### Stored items
○ ○ ○ ○ ○

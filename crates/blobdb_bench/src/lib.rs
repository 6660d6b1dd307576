//! Benchmark utilities.

use blobdb_core::{BlobRecord, SequenceNumber};
use rand::Rng;

/// Generate random value bytes of the specified size.
pub fn random_data(size: usize) -> Vec<u8> {
    let mut rng = rand::thread_rng();
    (0..size).map(|_| rng.gen()).collect()
}

/// Generate records with consecutive sequence numbers starting at 1.
///
/// When `ttl` is set every record gets an expiration; otherwise none do.
pub fn generate_records(count: usize, value_size: usize, ttl: bool) -> Vec<BlobRecord> {
    let mut rng = rand::thread_rng();
    (1..=count as u64)
        .map(|i| {
            let key = format!("key-{i:08}").into_bytes();
            let value = random_data(value_size);
            let sequence = SequenceNumber::new(i);
            if ttl {
                BlobRecord::with_ttl(key, value, sequence, rng.gen_range(1_000..100_000))
            } else {
                BlobRecord::new(key, value, sequence)
            }
        })
        .collect()
}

○ ○ ○ ○ ○

### WORK TO COMPLETE
Repeat, without changes, every line from the one that contains "starting at 1." through the final line of the data.

### ANSWER TO THE EXERCISE
/// Generate records with consecutive sequence numbers starting at 1.
///
/// When `ttl` is set every record gets an expiration; otherwise none do.
pub fn generate_records(count: usize, value_size: usize, ttl: bool) -> Vec<BlobRecord> {
    let mut rng = rand::thread_rng();
    (1..=count as u64)
        .map(|i| {
            let key = format!("key-{i:08}").into_bytes();
            let value = random_data(value_size);
            let sequence = SequenceNumber::new(i);
            if ttl {
                BlobRecord::with_ttl(key, value, sequence, rng.gen_range(1_000..100_000))
            } else {
                BlobRecord::new(key, value, sequence)
            }
        })
        .collect()
}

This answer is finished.